Following a sudden tide of rumors, Locals Care confirmed to SFR on Nov. 23 that it had ceased operations. Two days later, it issued a formal public notice that declared Locals Care had terminated its efforts earlier in the month.
Locals Care has operated as part of the broader buy local movement in Santa Fe for the past few years. It offered a free card to shoppers that allowed them to both earn rewards toward future purchases and make contributions to local nonprofits, when used at participating merchants. In its public announcement, Locals Care says, “It’s been a tough economy. The more we looked at the numbers, the more it became clear that Locals Care was one more struggling small business.”
As disturbed as I am by the closing of a business dedicated to creating consumer loyalty for local, independent operations, the Locals Care statement continues a frustrating pattern of poor communication that the effort has had since its beginning. It’s a factor that likely contributed to the business’ demise.
“It’s been a tough economy” is a bland observation used in this situation as a stand-in for “it’s not our fault.”
“The more we looked at the numbers” is code for “we’re not going to show you the numbers.”
I’m not going to go so far as to suggest the statement “Locals Care was one more struggling small business” is a passive-aggressive swipe at the local business community, but having exchanged many emails and conducted many meetings with Locals Care representatives over the past few years, I can confidently say communication with bizarre potential implications played a larger role in its demise than being “one more struggling small business.” After all, most of Santa Fe’s struggling small businesses are, in fact, struggling toward survival.
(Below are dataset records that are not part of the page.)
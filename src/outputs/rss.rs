//! RSS 2.0 rendering of the feed.
//!
//! Article bodies are HTML fragments; they go into `<description>` as text
//! and are escaped by the writer. Authors use `dc:creator` since RSS
//! `<author>` expects an e-mail address.

use crate::error::{BridgeError, Result};
use crate::models::{ArticleCandidate, Feed};
use chrono::DateTime;
use quick_xml::Writer;
use quick_xml::events::{BytesDecl, BytesEnd, BytesStart, BytesText, Event};
use std::fmt::Display;
use std::io::Write;
use tracing::{debug, instrument};

const DC_NAMESPACE: &str = "http://purl.org/dc/elements/1.1/";

fn xml_error(e: impl Display) -> BridgeError {
    BridgeError::Output(format!("xml: {e}"))
}

fn write_text_element<W: Write>(w: &mut Writer<W>, name: &str, text: &str) -> Result<()> {
    w.write_event(Event::Start(BytesStart::new(name)))
        .map_err(xml_error)?;
    w.write_event(Event::Text(BytesText::new(text)))
        .map_err(xml_error)?;
    w.write_event(Event::End(BytesEnd::new(name)))
        .map_err(xml_error)?;
    Ok(())
}

/// RFC 2822 date for an epoch timestamp.
fn format_pub_date(epoch_secs: i64) -> Option<String> {
    DateTime::from_timestamp(epoch_secs, 0).map(|dt| dt.to_rfc2822())
}

fn write_item<W: Write>(w: &mut Writer<W>, item: &ArticleCandidate) -> Result<()> {
    w.write_event(Event::Start(BytesStart::new("item")))
        .map_err(xml_error)?;
    write_text_element(w, "title", &item.title)?;
    write_text_element(w, "link", &item.url)?;

    let mut guid = BytesStart::new("guid");
    guid.push_attribute(("isPermaLink", "true"));
    w.write_event(Event::Start(guid)).map_err(xml_error)?;
    w.write_event(Event::Text(BytesText::new(&item.url)))
        .map_err(xml_error)?;
    w.write_event(Event::End(BytesEnd::new("guid")))
        .map_err(xml_error)?;

    write_text_element(w, "dc:creator", &item.author)?;
    if let Some(date) = item.published_at.and_then(format_pub_date) {
        write_text_element(w, "pubDate", &date)?;
    }
    write_text_element(w, "description", &item.content)?;
    w.write_event(Event::End(BytesEnd::new("item")))
        .map_err(xml_error)?;
    Ok(())
}

/// Render the feed as an RSS 2.0 document.
#[instrument(level = "info", skip_all, fields(items = feed.items.len()))]
pub fn render(feed: &Feed) -> Result<String> {
    let mut writer = Writer::new_with_indent(Vec::new(), b' ', 2);
    writer
        .write_event(Event::Decl(BytesDecl::new("1.0", Some("utf-8"), None)))
        .map_err(xml_error)?;

    let mut rss_start = BytesStart::new("rss");
    rss_start.push_attribute(("version", "2.0"));
    rss_start.push_attribute(("xmlns:dc", DC_NAMESPACE));
    writer.write_event(Event::Start(rss_start)).map_err(xml_error)?;
    writer
        .write_event(Event::Start(BytesStart::new("channel")))
        .map_err(xml_error)?;
    write_text_element(&mut writer, "title", &feed.title)?;
    write_text_element(&mut writer, "link", &feed.link)?;
    write_text_element(&mut writer, "description", &feed.description)?;

    for item in &feed.items {
        write_item(&mut writer, item)?;
    }

    writer
        .write_event(Event::End(BytesEnd::new("channel")))
        .map_err(xml_error)?;
    writer
        .write_event(Event::End(BytesEnd::new("rss")))
        .map_err(xml_error)?;

    let mut xml = String::from_utf8(writer.into_inner()).map_err(xml_error)?;
    xml.push('\n');
    debug!(bytes = xml.len(), "Rendered RSS feed");
    Ok(xml)
}

#[cfg(test)]
mod tests {
    use super::*;

    fn feed() -> Feed {
        let mut item = ArticleCandidate::new(
            "Jane Doe".into(),
            "Title A & more".into(),
            "https://www.gqmagazine.fr/sexe/news/123-article".into(),
            Some(1_682_935_200),
        );
        item.content = "<p>Body</p>".into();
        let undated = ArticleCandidate::new(
            "John".into(),
            "Undated".into(),
            "https://www.gqmagazine.fr/sexe/news/456".into(),
            None,
        );
        Feed {
            title: "GQMagazine - sexe/news".into(),
            link: "https://www.gqmagazine.fr/sexe/news".into(),
            description: "GQMagazine section sexe/news".into(),
            items: vec![item, undated],
        }
    }

    #[test]
    fn test_render_channel_and_items() {
        let xml = render(&feed()).unwrap();
        assert!(xml.starts_with("<?xml version=\"1.0\" encoding=\"utf-8\"?>"));
        assert!(xml.contains("<rss version=\"2.0\""));
        assert!(xml.contains("<title>GQMagazine - sexe/news</title>"));
        assert!(xml.contains("<title>Title A &amp; more</title>"));
        assert!(xml.contains("<dc:creator>Jane Doe</dc:creator>"));
        assert!(xml.contains("May 2023 10:00:00 +0000</pubDate>"));
        assert_eq!(xml.matches("<item>").count(), 2);
        assert_eq!(xml.matches("<pubDate>").count(), 1);
    }

    #[test]
    fn test_content_is_escaped() {
        let xml = render(&feed()).unwrap();
        assert!(xml.contains("<description>&lt;p&gt;Body&lt;/p&gt;</description>"));
    }
}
Most of them, unlike Locals Care, didn’t get a $100,000 investment from Flywheel Ventures last year.
The notice goes on to say Locals Care was a great fit for the community and that its business model was “ideal.” Presumably, we’re meant to interpret “ideal” as “disconnected from reality” in this situation, because it apparently wasn’t ideally suited to success.
This is the point at which, ordinarily, I’d stop ribbing on the sad demise of a good effort with its heart in the right place and start lamenting the sad state of a community that doesn’t allow such a thing to succeed. And, Locals Care hombres William Underwood and Colt Brown have always been genuine in their intentions. But then there are those pesky actions with which to contend.
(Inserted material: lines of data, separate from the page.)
//! Command-line interface definitions for the GQ feed builder.
//!
//! Every option can also come from a YAML file passed with `--config`;
//! values given on the command line take precedence over the file.

use clap::{Parser, ValueEnum};

/// Output format of the generated feed.
#[derive(Clone, Copy, Debug, Default, PartialEq, Eq, ValueEnum)]
pub enum OutputFormat {
    /// RSS 2.0 document.
    #[default]
    Rss,
    /// Pretty-printed JSON records.
    Json,
}

/// Command-line arguments.
///
/// # Examples
///
/// ```sh
/// # Feed of the news section, RSS on stdout
/// gq_feed --page sexe/news
///
/// # Journalist page, JSON written to a file
/// gq_feed --page journaliste/maia-mazaurette --format json -o maia.json
/// ```
#[derive(Parser, Debug)]
#[command(author, version, about)]
pub struct Cli {
    /// Listing page path to scan, e.g. `sexe/news`
    #[arg(short, long, env = "GQ_PAGE")]
    pub page: Option<String>,

    /// Site domain or origin; a bare hostname is served over https
    #[arg(short, long, env = "GQ_DOMAIN")]
    pub domain: Option<String>,

    /// Minimal amount of text, beyond the title, an article container must hold
    #[arg(long)]
    pub header_size: Option<usize>,

    /// Lifetime of cached article pages, in seconds
    #[arg(long)]
    pub cache_ttl_secs: Option<u64>,

    /// HTTP request timeout, in seconds
    #[arg(long)]
    pub timeout_secs: Option<u64>,

    /// Optional path to a YAML config file
    #[arg(short, long)]
    pub config: Option<String>,

    /// Feed format
    #[arg(short, long, value_enum, default_value_t = OutputFormat::Rss)]
    pub format: OutputFormat,

    /// Write the feed to this file instead of stdout
    #[arg(short, long)]
    pub output: Option<String>,
}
In this case, there’s the discreet aside in the Locals Care notice of discontinued operation that reads, “Please be advised that Locals Care, Inc. will be unable to honor cardholder rewards or nonprofit distributions.” Awww, just in time for Christmas. No wonder we don’t get to see “the numbers.”
Also, the Locals Care website now forwards to something called SparkBase. SparkBase is a Cleveland, Ohio-based gift card and merchant loyalty program processing center. When I asked SparkBase President Geoffry Hardman what was going on and what his company’s intentions for the Santa Fe market might be, he said he didn’t know if he was allowed to talk about it yet and invited me to send an inquiry in writing (I did immediately, and later received a “no comment”). Of course, there may be nothing sinister afoot here, but there’s a kind of pathetic irony in Santa Fe’s Locals Care URL becoming the property of Cleveland.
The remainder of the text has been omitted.